Exercise objective:
In the records, each line holding "effects" must be reported.

Segment Open

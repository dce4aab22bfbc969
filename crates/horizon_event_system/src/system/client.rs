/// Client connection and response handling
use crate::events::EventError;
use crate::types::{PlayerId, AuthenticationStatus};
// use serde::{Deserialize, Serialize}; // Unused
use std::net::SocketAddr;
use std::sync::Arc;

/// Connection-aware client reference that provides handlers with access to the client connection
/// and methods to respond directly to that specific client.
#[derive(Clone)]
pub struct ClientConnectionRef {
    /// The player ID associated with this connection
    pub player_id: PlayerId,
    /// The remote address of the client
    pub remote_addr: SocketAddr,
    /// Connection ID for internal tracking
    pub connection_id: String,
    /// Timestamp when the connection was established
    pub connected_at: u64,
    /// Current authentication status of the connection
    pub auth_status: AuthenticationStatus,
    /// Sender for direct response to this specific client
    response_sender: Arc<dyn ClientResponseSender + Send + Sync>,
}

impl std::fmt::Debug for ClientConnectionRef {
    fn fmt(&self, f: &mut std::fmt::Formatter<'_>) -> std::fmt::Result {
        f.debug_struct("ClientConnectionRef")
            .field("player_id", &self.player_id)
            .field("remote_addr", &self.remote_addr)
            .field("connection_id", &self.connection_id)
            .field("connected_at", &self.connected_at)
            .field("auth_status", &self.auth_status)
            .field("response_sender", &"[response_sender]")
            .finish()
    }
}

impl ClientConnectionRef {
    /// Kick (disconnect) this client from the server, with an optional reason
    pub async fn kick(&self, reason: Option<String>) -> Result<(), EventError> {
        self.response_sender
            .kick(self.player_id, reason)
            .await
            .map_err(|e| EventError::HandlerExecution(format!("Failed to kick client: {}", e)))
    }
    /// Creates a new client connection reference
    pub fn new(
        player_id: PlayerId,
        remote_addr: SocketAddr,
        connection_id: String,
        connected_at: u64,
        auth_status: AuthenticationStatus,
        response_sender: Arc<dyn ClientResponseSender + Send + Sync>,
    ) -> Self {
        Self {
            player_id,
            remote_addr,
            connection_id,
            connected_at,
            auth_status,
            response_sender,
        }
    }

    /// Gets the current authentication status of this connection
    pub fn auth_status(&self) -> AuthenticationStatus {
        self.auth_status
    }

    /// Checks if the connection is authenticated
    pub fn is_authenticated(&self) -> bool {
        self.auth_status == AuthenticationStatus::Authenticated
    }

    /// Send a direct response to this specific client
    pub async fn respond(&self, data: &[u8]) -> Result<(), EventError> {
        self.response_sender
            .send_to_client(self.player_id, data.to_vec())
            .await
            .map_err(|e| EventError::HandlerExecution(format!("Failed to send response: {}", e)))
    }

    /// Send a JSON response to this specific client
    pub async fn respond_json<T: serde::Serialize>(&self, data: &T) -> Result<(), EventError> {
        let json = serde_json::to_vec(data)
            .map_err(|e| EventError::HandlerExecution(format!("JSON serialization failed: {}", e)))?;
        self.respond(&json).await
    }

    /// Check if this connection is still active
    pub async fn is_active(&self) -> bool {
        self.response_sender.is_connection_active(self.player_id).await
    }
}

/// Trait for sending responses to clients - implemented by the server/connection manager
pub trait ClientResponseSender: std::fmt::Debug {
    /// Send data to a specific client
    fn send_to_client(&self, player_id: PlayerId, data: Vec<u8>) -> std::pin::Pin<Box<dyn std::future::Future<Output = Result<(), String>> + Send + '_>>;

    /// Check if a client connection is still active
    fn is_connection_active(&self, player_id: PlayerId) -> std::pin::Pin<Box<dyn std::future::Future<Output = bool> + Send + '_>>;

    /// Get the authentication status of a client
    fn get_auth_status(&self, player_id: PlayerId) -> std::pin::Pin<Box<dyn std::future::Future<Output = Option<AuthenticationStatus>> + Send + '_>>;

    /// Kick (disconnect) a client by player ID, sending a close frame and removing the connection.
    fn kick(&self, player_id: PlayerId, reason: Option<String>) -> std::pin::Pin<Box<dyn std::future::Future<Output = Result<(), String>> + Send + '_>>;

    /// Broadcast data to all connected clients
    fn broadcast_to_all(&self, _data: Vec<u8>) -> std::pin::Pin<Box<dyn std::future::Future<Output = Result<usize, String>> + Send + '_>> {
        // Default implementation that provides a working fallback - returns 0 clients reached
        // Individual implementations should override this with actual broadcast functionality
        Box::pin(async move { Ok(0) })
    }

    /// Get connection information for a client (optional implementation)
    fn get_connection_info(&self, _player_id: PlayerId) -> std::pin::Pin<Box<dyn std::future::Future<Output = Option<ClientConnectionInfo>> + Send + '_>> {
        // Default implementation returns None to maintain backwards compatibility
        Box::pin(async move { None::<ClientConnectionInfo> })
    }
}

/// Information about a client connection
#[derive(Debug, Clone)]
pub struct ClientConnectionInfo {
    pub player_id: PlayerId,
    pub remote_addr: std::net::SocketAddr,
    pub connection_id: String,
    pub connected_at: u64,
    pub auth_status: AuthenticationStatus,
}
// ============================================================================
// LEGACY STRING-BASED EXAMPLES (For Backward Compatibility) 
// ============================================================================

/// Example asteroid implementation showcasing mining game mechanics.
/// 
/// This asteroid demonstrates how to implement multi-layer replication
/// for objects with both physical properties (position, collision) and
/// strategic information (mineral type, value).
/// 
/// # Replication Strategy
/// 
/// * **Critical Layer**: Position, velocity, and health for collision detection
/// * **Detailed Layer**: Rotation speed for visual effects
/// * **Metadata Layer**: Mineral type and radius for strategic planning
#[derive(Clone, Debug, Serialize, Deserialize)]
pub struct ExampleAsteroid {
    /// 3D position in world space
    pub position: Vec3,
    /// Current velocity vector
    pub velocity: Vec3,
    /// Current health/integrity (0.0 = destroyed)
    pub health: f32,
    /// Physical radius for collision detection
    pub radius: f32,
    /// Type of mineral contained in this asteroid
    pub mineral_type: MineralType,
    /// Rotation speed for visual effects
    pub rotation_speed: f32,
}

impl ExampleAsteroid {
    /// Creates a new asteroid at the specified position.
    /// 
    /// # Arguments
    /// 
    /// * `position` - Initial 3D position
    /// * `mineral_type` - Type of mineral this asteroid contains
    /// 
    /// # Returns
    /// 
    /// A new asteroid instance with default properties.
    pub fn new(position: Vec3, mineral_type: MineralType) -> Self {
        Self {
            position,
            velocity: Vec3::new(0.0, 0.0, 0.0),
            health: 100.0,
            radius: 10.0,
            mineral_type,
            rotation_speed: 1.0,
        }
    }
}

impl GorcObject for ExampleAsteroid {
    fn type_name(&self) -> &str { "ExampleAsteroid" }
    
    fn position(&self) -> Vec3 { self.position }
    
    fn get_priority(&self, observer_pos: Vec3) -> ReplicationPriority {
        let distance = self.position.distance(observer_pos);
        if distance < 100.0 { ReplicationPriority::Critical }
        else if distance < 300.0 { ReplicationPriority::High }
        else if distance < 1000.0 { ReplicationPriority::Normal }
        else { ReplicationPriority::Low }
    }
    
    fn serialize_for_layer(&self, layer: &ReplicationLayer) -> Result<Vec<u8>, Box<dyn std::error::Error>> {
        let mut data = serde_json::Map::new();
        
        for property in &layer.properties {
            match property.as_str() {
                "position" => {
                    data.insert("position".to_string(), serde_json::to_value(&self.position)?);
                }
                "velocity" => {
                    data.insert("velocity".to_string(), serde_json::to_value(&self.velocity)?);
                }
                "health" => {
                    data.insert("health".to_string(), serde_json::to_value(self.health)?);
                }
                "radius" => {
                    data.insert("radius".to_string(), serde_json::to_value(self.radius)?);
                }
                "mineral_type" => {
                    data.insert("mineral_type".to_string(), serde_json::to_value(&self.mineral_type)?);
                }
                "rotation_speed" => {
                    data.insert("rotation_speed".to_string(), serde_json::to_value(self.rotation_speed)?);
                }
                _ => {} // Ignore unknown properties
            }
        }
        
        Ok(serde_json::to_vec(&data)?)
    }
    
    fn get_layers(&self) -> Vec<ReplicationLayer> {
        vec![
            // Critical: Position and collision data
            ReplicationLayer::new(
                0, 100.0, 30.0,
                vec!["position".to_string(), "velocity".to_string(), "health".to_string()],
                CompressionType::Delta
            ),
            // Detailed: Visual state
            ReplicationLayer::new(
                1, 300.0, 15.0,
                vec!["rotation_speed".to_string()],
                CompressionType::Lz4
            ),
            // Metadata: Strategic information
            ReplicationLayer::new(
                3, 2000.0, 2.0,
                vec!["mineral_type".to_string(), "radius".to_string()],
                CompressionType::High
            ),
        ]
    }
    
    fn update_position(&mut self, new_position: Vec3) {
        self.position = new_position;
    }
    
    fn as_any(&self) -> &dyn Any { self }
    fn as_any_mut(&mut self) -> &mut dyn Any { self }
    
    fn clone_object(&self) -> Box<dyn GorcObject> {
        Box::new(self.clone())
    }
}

Segment Closed
Segment Open

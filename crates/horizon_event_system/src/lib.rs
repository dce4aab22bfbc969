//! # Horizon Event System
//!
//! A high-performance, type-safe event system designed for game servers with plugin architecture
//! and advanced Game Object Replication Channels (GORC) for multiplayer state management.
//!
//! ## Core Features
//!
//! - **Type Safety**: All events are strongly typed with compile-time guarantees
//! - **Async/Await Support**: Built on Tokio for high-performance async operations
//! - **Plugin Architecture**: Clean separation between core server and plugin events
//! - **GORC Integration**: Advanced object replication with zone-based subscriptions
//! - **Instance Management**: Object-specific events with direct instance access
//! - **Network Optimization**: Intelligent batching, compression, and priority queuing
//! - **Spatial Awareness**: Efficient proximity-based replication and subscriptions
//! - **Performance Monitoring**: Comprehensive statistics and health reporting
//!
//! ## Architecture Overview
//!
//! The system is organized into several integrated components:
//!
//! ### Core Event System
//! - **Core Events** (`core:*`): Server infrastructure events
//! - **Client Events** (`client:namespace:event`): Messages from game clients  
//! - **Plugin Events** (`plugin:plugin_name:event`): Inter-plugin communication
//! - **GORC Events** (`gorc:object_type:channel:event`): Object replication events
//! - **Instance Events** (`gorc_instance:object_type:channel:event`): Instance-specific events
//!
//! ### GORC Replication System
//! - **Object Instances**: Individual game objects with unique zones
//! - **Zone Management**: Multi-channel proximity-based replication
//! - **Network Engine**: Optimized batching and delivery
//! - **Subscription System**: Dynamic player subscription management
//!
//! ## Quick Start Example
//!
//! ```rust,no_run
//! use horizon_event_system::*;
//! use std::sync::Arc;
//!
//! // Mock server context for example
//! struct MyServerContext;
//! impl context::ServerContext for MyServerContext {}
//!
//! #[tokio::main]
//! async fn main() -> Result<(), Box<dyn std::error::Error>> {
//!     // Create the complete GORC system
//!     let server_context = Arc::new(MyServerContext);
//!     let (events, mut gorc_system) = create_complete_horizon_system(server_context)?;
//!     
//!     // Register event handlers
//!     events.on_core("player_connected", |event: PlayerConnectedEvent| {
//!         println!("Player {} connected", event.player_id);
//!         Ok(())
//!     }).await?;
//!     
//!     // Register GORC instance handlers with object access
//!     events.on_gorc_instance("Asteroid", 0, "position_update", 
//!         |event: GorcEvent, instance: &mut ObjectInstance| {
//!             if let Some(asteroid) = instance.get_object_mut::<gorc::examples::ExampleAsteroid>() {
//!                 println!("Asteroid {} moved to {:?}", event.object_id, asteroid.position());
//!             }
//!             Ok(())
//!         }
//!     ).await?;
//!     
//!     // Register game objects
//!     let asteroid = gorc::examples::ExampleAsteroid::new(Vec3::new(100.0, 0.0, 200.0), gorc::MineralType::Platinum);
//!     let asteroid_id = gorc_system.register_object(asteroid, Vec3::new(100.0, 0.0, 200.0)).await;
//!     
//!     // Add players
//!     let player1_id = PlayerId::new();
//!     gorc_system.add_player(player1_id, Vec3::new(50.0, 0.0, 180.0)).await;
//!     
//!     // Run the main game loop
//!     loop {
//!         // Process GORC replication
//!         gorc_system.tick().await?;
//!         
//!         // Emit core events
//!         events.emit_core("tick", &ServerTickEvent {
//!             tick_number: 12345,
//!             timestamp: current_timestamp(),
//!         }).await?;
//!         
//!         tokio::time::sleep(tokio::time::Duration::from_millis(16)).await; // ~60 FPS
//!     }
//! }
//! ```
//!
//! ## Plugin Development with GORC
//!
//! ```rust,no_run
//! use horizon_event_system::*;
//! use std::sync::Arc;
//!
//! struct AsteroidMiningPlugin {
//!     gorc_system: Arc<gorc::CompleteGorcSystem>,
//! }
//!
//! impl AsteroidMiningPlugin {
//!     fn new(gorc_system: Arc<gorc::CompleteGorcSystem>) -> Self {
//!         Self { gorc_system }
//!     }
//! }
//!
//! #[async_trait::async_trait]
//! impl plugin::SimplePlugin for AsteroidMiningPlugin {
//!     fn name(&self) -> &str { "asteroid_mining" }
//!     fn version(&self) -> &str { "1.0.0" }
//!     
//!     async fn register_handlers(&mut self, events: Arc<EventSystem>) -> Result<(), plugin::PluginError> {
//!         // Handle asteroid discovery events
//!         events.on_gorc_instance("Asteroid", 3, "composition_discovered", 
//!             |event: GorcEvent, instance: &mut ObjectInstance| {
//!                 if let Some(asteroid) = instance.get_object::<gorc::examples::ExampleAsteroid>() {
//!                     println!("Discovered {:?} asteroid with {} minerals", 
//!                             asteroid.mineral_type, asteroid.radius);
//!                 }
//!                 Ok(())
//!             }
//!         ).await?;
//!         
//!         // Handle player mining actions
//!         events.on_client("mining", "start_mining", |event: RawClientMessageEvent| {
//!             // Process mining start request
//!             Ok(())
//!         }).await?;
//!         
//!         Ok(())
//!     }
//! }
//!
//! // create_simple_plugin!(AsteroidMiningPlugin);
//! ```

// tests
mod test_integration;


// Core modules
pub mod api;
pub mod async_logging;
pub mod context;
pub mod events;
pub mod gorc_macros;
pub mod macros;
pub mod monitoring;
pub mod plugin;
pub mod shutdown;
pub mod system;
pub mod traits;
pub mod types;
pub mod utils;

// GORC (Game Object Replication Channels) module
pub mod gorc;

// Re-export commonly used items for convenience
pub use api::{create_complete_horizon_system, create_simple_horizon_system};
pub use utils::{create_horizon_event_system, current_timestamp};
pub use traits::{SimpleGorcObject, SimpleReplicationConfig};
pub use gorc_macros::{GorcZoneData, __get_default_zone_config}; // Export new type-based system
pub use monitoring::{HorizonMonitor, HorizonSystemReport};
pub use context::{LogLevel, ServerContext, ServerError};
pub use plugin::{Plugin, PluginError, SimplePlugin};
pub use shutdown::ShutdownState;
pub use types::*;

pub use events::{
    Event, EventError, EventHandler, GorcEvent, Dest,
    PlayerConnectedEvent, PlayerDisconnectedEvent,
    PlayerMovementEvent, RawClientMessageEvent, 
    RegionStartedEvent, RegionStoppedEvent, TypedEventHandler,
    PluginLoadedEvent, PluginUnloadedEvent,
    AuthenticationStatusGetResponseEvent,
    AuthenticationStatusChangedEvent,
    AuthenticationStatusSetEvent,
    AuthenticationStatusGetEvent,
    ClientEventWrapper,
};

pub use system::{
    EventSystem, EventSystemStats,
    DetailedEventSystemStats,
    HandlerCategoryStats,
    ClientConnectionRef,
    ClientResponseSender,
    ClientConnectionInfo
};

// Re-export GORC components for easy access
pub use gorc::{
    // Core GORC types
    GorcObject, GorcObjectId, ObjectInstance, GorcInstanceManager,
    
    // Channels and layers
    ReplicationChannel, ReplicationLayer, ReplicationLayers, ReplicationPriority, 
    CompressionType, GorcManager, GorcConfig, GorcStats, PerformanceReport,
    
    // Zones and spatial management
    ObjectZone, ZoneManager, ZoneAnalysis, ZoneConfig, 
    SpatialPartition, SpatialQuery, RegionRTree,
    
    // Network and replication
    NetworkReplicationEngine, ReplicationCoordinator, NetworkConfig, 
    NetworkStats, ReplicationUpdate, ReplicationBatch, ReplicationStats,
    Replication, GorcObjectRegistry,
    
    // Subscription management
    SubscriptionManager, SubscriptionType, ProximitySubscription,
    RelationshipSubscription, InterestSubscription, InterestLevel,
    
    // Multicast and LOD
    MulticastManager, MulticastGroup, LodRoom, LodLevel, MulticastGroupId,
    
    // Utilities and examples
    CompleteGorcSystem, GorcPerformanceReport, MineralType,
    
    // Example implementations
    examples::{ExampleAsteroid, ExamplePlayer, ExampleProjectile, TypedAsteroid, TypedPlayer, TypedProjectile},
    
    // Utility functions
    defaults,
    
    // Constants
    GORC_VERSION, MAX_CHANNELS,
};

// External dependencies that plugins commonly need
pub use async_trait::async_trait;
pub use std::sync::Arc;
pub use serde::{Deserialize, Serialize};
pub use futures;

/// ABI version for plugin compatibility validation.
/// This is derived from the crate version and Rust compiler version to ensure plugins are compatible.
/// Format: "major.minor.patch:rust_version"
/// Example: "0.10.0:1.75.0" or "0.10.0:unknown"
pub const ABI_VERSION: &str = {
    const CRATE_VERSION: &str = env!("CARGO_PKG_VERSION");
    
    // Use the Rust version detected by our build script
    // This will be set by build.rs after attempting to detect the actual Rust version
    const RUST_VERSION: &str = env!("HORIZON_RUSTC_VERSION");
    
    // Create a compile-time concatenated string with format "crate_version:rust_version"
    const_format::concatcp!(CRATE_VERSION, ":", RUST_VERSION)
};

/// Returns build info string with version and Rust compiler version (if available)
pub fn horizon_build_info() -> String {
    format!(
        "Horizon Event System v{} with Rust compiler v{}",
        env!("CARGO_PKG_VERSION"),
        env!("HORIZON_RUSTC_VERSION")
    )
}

Segment Closed

Finished exercise:
/// * **Detailed Layer**: Rotation speed for visual effects
    /// Rotation speed for visual effects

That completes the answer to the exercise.